Andromeda: Some mid-week wisdom from Flannery O'Connor

“Everywhere I go I’m asked if I think the universities stifle writers. My opinion is that they don’t stifle enough of them.” And the less-quoted followup: “There’s many a bestseller that could have been prevented by a good teacher.”

That quote, too often printed without attribution, comes from Flannery O’Connor, the Southern writer who left many strong opinions and wonderfully ambiguous stories behind, though she didn’t live past the age of 39. On my little Southeast summer holiday, I’ve been reading her collection of lectures and essays, Mystery and Manners, one of those books I’d always meant to read. I was wondering what kind of blogpost I could write to honor this fascinating and complicated writer’s memory. Then I realized that nothing would stand up better than a simple collection of her underline-worthy quotes. And these are really only a few of the many.

On being slow, toward a good purpose…
“(T)here’s a certain grain of stupidity that the writer of fiction can hardly do without, and this is the quality of having to stare, of not getting the point at once. The longer you look at one object, the more of the world you see in it….”

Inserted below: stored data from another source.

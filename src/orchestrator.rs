//! Provisioning pipeline.
//!
//! One call to [`Orchestrator::provision`] drives a single broker from nothing
//! to ready:
//!
//! 1. allocate host ports, create the instance network, start the broker
//! 2. probe broker metadata until it answers
//! 3. create topics and publish seed messages, while the schema registry
//!    (when enabled) starts and is probed alongside
//!
//! The whole pass runs under the preset timeout. If anything fails, every
//! container and the network are removed before the error is returned.

use crate::error::{Error, Result};
use crate::image::{broker_container_spec, registry_container_spec, BROKER_PORT};
use crate::instance::{KafkaInstance, Resources};
use crate::phase::{Phase, PhaseObserver, PhaseTracker};
use crate::preset::Preset;
use crate::probe::wait_for_broker;
use crate::registry::{start_registry, HealthCheck, HttpHealthCheck};
use crate::seed::publish_seed_messages;
use crate::topics::provision_topics;
use std::sync::Arc;
use testbed_container::{allocate_host_port, ContainerRuntime, DockerCli};
use testbed_kafka::{BrokerClient, BrokerConnector, RdKafkaConnector};
use tokio::time::{timeout_at, Instant};
use tracing::{info, warn};

/// What a successful pass hands over to [`KafkaInstance`].
struct Provisioned {
    broker_address: String,
    registry_address: Option<String>,
    client: Arc<dyn BrokerClient>,
}

/// Starts brokers through a container runtime and readies them with a broker
/// client.
#[derive(Clone)]
pub struct Orchestrator {
    runtime: Arc<dyn ContainerRuntime>,
    connector: Arc<dyn BrokerConnector>,
    health: Arc<dyn HealthCheck>,
    observer: Option<PhaseObserver>,
}

impl Orchestrator {
    pub fn new(
        runtime: Arc<dyn ContainerRuntime>,
        connector: Arc<dyn BrokerConnector>,
        health: Arc<dyn HealthCheck>,
    ) -> Self {
        Self {
            runtime,
            connector,
            health,
            observer: None,
        }
    }

    /// Docker containers, librdkafka clients and HTTP registry probes.
    pub fn docker() -> anyhow::Result<Self> {
        Ok(Self::new(
            Arc::new(DockerCli::new()),
            Arc::new(RdKafkaConnector::default()),
            Arc::new(HttpHealthCheck::new()?),
        ))
    }

    /// Call `observer` on every phase transition.
    pub fn with_observer(mut self, observer: impl Fn(Phase) + Send + Sync + 'static) -> Self {
        self.observer = Some(Arc::new(observer));
        self
    }

    pub async fn provision(&self, preset: Preset) -> Result<KafkaInstance> {
        let name = preset.container_name().to_string();
        let tracker = PhaseTracker::new(&name, self.observer.clone());
        let mut resources = Resources::new(Arc::clone(&self.runtime), format!("{name}-net"));

        let started = Instant::now();
        let deadline = started + preset.timeout();

        let outcome = match timeout_at(
            deadline,
            self.run(&preset, &tracker, &mut resources, deadline),
        )
        .await
        {
            Ok(result) => result,
            Err(_) => Err(Error::StartupTimeout {
                phase: tracker.current(),
                waited: started.elapsed(),
                last_error: None,
            }),
        };

        match outcome {
            Ok(provisioned) => {
                tracker.enter(Phase::Ready);
                info!(
                    "[{}] broker ready at {} in {:?}",
                    name,
                    provisioned.broker_address,
                    started.elapsed()
                );
                Ok(KafkaInstance::new(
                    name,
                    provisioned.broker_address,
                    provisioned.registry_address,
                    provisioned.client,
                    resources,
                ))
            }
            Err(err) => {
                tracker.enter(Phase::Failed);
                warn!("[{}] provisioning failed: {}", name, err);
                resources.log_tail().await;
                match resources.release().await {
                    Ok(()) => Err(err),
                    Err(teardown) => {
                        warn!("[{}] teardown failed: {:#}", name, teardown);
                        Err(Error::Teardown {
                            primary: Box::new(err),
                            teardown: format!("{teardown:#}"),
                        })
                    }
                }
            }
        }
    }

    async fn run(
        &self,
        preset: &Preset,
        tracker: &PhaseTracker,
        resources: &mut Resources,
        deadline: Instant,
    ) -> Result<Provisioned> {
        let name = preset.container_name();
        let interval = preset.probe_interval();

        tracker.enter(Phase::Starting);

        let broker_port = match preset.ports().broker {
            Some(port) => port,
            None => allocate_host_port().map_err(|e| Error::startup("broker", e))?,
        };
        let registry_port = match (preset.schema_registry(), preset.ports().registry) {
            (false, _) => None,
            (true, Some(port)) => Some(port),
            (true, None) => {
                Some(allocate_host_port().map_err(|e| Error::startup("schema registry", e))?)
            }
        };

        self.runtime
            .create_network(resources.network())
            .await
            .map_err(|e| Error::startup(format!("network {}", resources.network()), e))?;

        let broker_spec = broker_container_spec(
            name,
            preset.version(),
            preset.image(),
            resources.network(),
            broker_port,
        );
        resources.track(&broker_spec.name);
        let handle = self
            .runtime
            .start(&broker_spec)
            .await
            .map_err(|e| Error::startup("broker", e))?;
        let broker_address = handle.address(BROKER_PORT).ok_or_else(|| {
            Error::startup(
                "broker",
                anyhow::anyhow!("port {BROKER_PORT} was not published"),
            )
        })?;

        tracker.enter(Phase::ProbingBroker);
        let client = self
            .connector
            .connect(&broker_address)
            .map_err(|e| Error::startup("broker client", e))?;
        wait_for_broker(client.as_ref(), deadline, interval)
            .await
            .map_err(|e| {
                e.into_error(Phase::ProbingBroker, |reason| {
                    Error::startup("broker", anyhow::anyhow!(reason))
                })
            })?;

        let registry_spec = registry_port.map(|port| {
            registry_container_spec(&format!("{name}-registry"), resources.network(), port)
        });
        if let Some(spec) = &registry_spec {
            resources.track(&spec.name);
        }

        let topics_and_seed = async {
            tracker.enter(Phase::ProvisioningTopics);
            provision_topics(client.as_ref(), preset.topics(), deadline, interval).await?;
            tracker.leave(Phase::ProvisioningTopics);

            tracker.enter(Phase::SeedingMessages);
            publish_seed_messages(client.as_ref(), preset.messages(), deadline).await?;
            tracker.leave(Phase::SeedingMessages);
            Ok::<_, Error>(())
        };

        let registry = async {
            let Some(spec) = &registry_spec else {
                return Ok::<_, Error>(None);
            };
            tracker.enter(Phase::ProbingRegistry);
            let address = start_registry(
                self.runtime.as_ref(),
                self.health.as_ref(),
                spec,
                deadline,
                interval,
            )
            .await?;
            tracker.leave(Phase::ProbingRegistry);
            Ok(Some(address))
        };

        let ((), registry_address) = futures::try_join!(topics_and_seed, registry)?;

        Ok(Provisioned {
            broker_address,
            registry_address,
            client,
        })
    }
}

/// Provision `preset` with Docker and librdkafka.
pub async fn start(preset: Preset) -> Result<KafkaInstance> {
    let orchestrator = Orchestrator::docker().map_err(|e| Error::startup("orchestrator", e))?;
    orchestrator.provision(preset).await
}
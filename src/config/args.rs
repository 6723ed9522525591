//! Command-line preset options.
//!
//! Flags layer on top of an optional preset file: list flags add to the
//! file's lists, scalar flags replace the file's values.

use super::duration::parse_duration;
use super::file::PresetFile;
use crate::error::Result;
use crate::preset::{PresetBuilder, TopicConfig};
use clap::Args;
use std::path::PathBuf;
use std::time::Duration;

#[derive(Args, Debug, Clone, Default)]
pub struct PresetArgs {
    /// Preset file (YAML, or JSON with a .json extension)
    #[arg(long, env = "KAFKA_TESTBED_PRESET")]
    pub preset: Option<PathBuf>,

    /// Topic to create with one partition (repeatable)
    #[arg(long = "topic", value_name = "NAME")]
    pub topics: Vec<String>,

    /// Topic with an explicit partition count (repeatable)
    #[arg(long = "topic-config", value_name = "NAME:PARTITIONS", value_parser = parse_topic_config)]
    pub topic_configs: Vec<TopicConfig>,

    /// JSON file with seed messages (repeatable)
    #[arg(long = "messages-file", value_name = "PATH")]
    pub messages_files: Vec<PathBuf>,

    /// Kafka version to run
    #[arg(long = "kafka-version", env = "KAFKA_TESTBED_VERSION")]
    pub version: Option<String>,

    /// Also start a schema registry
    #[arg(long)]
    pub schema_registry: bool,

    /// Host port for the broker (default: any free port)
    #[arg(long)]
    pub broker_port: Option<u16>,

    /// Host port for the schema registry (default: any free port)
    #[arg(long)]
    pub registry_port: Option<u16>,

    /// Broker container name
    #[arg(long)]
    pub container_name: Option<String>,

    /// Give up if the broker is not ready within this time, e.g. "10m", "90s"
    #[arg(long, value_parser = parse_duration)]
    pub timeout: Option<Duration>,

    /// Pause between readiness probes, e.g. "250ms"
    #[arg(long, value_parser = parse_duration)]
    pub probe_interval: Option<Duration>,

    /// Broker image to run instead of the version-selected one
    #[arg(long, env = "KAFKA_TESTBED_IMAGE")]
    pub image: Option<String>,
}

impl PresetArgs {
    pub fn into_builder(self) -> Result<PresetBuilder> {
        let mut builder = match &self.preset {
            Some(path) => PresetFile::load(path)?,
            None => PresetBuilder::new(),
        };

        builder = builder
            .with_topics(&self.topics)
            .with_topic_configs(self.topic_configs);
        for file in self.messages_files {
            builder = builder.with_messages_file(file);
        }

        if let Some(version) = self.version {
            builder = builder.with_version(version);
        }
        if self.schema_registry {
            builder = builder.with_schema_registry();
        }
        if let Some(port) = self.broker_port {
            builder = builder.with_broker_port(port);
        }
        if let Some(port) = self.registry_port {
            builder = builder.with_registry_port(port);
        }
        if let Some(name) = self.container_name {
            builder = builder.with_container_name(name);
        }
        if let Some(timeout) = self.timeout {
            builder = builder.with_timeout(timeout);
        }
        if let Some(interval) = self.probe_interval {
            builder = builder.with_probe_interval(interval);
        }
        if let Some(image) = self.image {
            builder = builder.with_image(image);
        }

        Ok(builder)
    }
}

/// Parse `name:partitions`.
pub fn parse_topic_config(s: &str) -> anyhow::Result<TopicConfig> {
    let (name, partitions) = s
        .rsplit_once(':')
        .ok_or_else(|| anyhow::anyhow!("Expected NAME:PARTITIONS, got '{s}'"))?;
    let partitions: i32 = partitions
        .parse()
        .map_err(|e| anyhow::anyhow!("Invalid partition count '{partitions}': {e}"))?;
    Ok(TopicConfig::new(name, partitions))
}
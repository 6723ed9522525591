use crate::{fakes, phase_log};
use kafka_testbed::testing::orchestrator;
use kafka_testbed::{Error, Message, Phase, Preset};
use std::time::Duration;
use testbed_kafka::RDKafkaErrorCode;
use tokio::time::Instant;

#[tokio::test(start_paused = true)]
async fn test_registry_gates_readiness() {
    let (runtime, broker, health) = fakes();
    let health = health.ready_after(5);
    let (log, observer) = phase_log();
    let preset = Preset::builder()
        .with_topics(["events"])
        .with_schema_registry()
        .with_container_name("kafka-with-registry")
        .with_registry_port(38081)
        .build()
        .unwrap();

    let kafka = orchestrator(&runtime, &broker, &health)
        .with_observer(observer)
        .provision(preset)
        .await
        .unwrap();

    assert_eq!(kafka.registry_address(), Some("127.0.0.1:38081"));
    assert_eq!(health.checked().len(), 6);
    assert!(health.checked().iter().all(|a| a == "127.0.0.1:38081"));

    let started = runtime.started();
    assert_eq!(started.len(), 2);
    assert_eq!(started[1].name, "kafka-with-registry-registry");
    assert_eq!(started[1].network.as_deref(), Some("kafka-with-registry-net"));
    assert!(started[1].env.contains(&(
        "SCHEMA_REGISTRY_KAFKASTORE_BOOTSTRAP_SERVERS".to_string(),
        "PLAINTEXT://kafka:19092".to_string()
    )));

    let phases = log.lock().unwrap().clone();
    assert!(phases.contains(&Phase::ProbingRegistry));
    assert_eq!(phases.last(), Some(&Phase::Ready));

    kafka.stop().await.unwrap();
    assert!(runtime.running().is_empty());
}

#[tokio::test(start_paused = true)]
async fn test_registry_disabled_is_never_started() {
    let (runtime, broker, health) = fakes();
    let (log, observer) = phase_log();
    let preset = Preset::builder().with_registry_port(38081).build().unwrap();

    let kafka = orchestrator(&runtime, &broker, &health)
        .with_observer(observer)
        .provision(preset)
        .await
        .unwrap();

    assert!(kafka.registry_address().is_none());
    assert!(health.checked().is_empty());
    assert_eq!(runtime.started().len(), 1);
    assert!(!log.lock().unwrap().contains(&Phase::ProbingRegistry));
    kafka.stop().await.unwrap();
}

#[tokio::test(start_paused = true)]
async fn test_registry_never_ready_times_out() {
    let (runtime, broker, health) = fakes();
    let health = health.never_ready();
    let preset = Preset::builder()
        .with_topics(["events"])
        .with_schema_registry()
        .with_container_name("kafka-r")
        .with_timeout(Duration::from_secs(30))
        .build()
        .unwrap();

    let err = orchestrator(&runtime, &broker, &health)
        .provision(preset)
        .await
        .unwrap_err();

    match &err {
        Error::StartupTimeout {
            phase, last_error, ..
        } => {
            assert_eq!(*phase, Phase::ProbingRegistry);
            assert_eq!(last_error.as_deref(), Some("HTTP 503"));
        }
        other => panic!("expected registry timeout, got {other:?}"),
    }
    assert!(runtime.running().is_empty());
    assert!(runtime.networks().is_empty());
}

#[tokio::test(start_paused = true)]
async fn test_registry_start_failure_cancels_seeding() {
    let (runtime, broker, health) = fakes();
    let runtime = runtime.fail_start_of("kafka-r-registry");
    let broker = broker.publish_delay(Duration::from_secs(1));
    let messages = (0..10).map(|i| Message::new("events", i.to_string(), "v", 0));
    let preset = Preset::builder()
        .with_messages(messages)
        .with_schema_registry()
        .with_container_name("kafka-r")
        .build()
        .unwrap();

    let err = orchestrator(&runtime, &broker, &health)
        .provision(preset)
        .await
        .unwrap_err();

    assert!(matches!(err, Error::Startup { ref what, .. } if what == "schema registry"));
    // The sibling branch was dropped long before all ten 1s acknowledgements
    assert!(broker.records("events").len() < 10);
    assert!(runtime.running().is_empty());
    assert!(runtime
        .events()
        .contains(&"stop kafka-r-registry".to_string()));
}

#[tokio::test(start_paused = true)]
async fn test_seeding_failure_stops_registry_checks() {
    let (runtime, broker, health) = fakes();
    let health = health.never_ready();
    let broker = broker
        .publish_delay(Duration::from_secs(1))
        .fail_publish_of("events", 2, RDKafkaErrorCode::MessageSizeTooLarge);
    let messages = (0..4).map(|i| Message::new("events", i.to_string(), "v", 0));
    let preset = Preset::builder()
        .with_messages(messages)
        .with_schema_registry()
        .with_container_name("kafka-rs")
        .build()
        .unwrap();

    let started = Instant::now();
    let err = orchestrator(&runtime, &broker, &health)
        .provision(preset)
        .await
        .unwrap_err();

    match &err {
        Error::Seeding { topic, index, .. } => {
            assert_eq!(topic, "events");
            assert_eq!(*index, Some(2));
        }
        other => panic!("expected seeding error, got {other:?}"),
    }
    // Well inside the 600s default timeout
    assert!(started.elapsed() < Duration::from_secs(10));
    let checks = health.checked().len();
    assert!(checks > 0);

    tokio::time::sleep(Duration::from_secs(5)).await;
    assert_eq!(health.checked().len(), checks);
    assert!(runtime.running().is_empty());
    assert!(runtime
        .events()
        .contains(&"stop kafka-rs-registry".to_string()));
}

On most folks’ inability to write a short story…
 “I find that most people know what a story is until they sit down to write one. Then they find themselves writing a sketch with an essay woven through it, or an essay with a sketch woven through it, or an editorial with a character in it, or a case history with a moral, or some other mongrel thing.”

And on the problem of too many people knowing, somewhat, how to write a short story…
“In fact, so many people can now write competent stories that the short story as a medium is in danger of dying of competence. We want competence, but competence by itself is deadly. What is needed is the vision to go with it….”

And especially on the modern short story…
“(People) think that a short story is an incomplete action in which a very little is shown and a great deal suggested, and they think you suggest something by leaving it out. It’s very hard to disabuse a student of this notion, because he thinks that he when he leaves something out he’s being subtle; and when you tell him that he has to put something in before anything can be there, he thinks you’re an insensitive idiot.”

On discovering first, and analysing and revising later…
“The time to think of technique is when you’ve actually got the story in front of you.”

On workshopping and writing teachers…
“I don’t believe in classes where students criticize each other’s manuscripts. Such criticism is generally composed in equal parts ignorance, flattery, and spite. It’s the blind leading the blind, and it can be dangerous. A teacher who tries to impose a way of writing on you can be dangerous too. Fortunately, most teachers I’ve known were too lazy to do this. In any case, you should be aware of those who appear overenergetic.”

3 thoughts on “Andromeda: Some mid-week wisdom from Flannery O'Connor”

  1. Andromeda Romano-Lax

    That last one made me laugh because I count myself as one of those "overenergetic" teachers. Some of the best quotes are ones I don't necessarily agree with, but they still make me smile and think.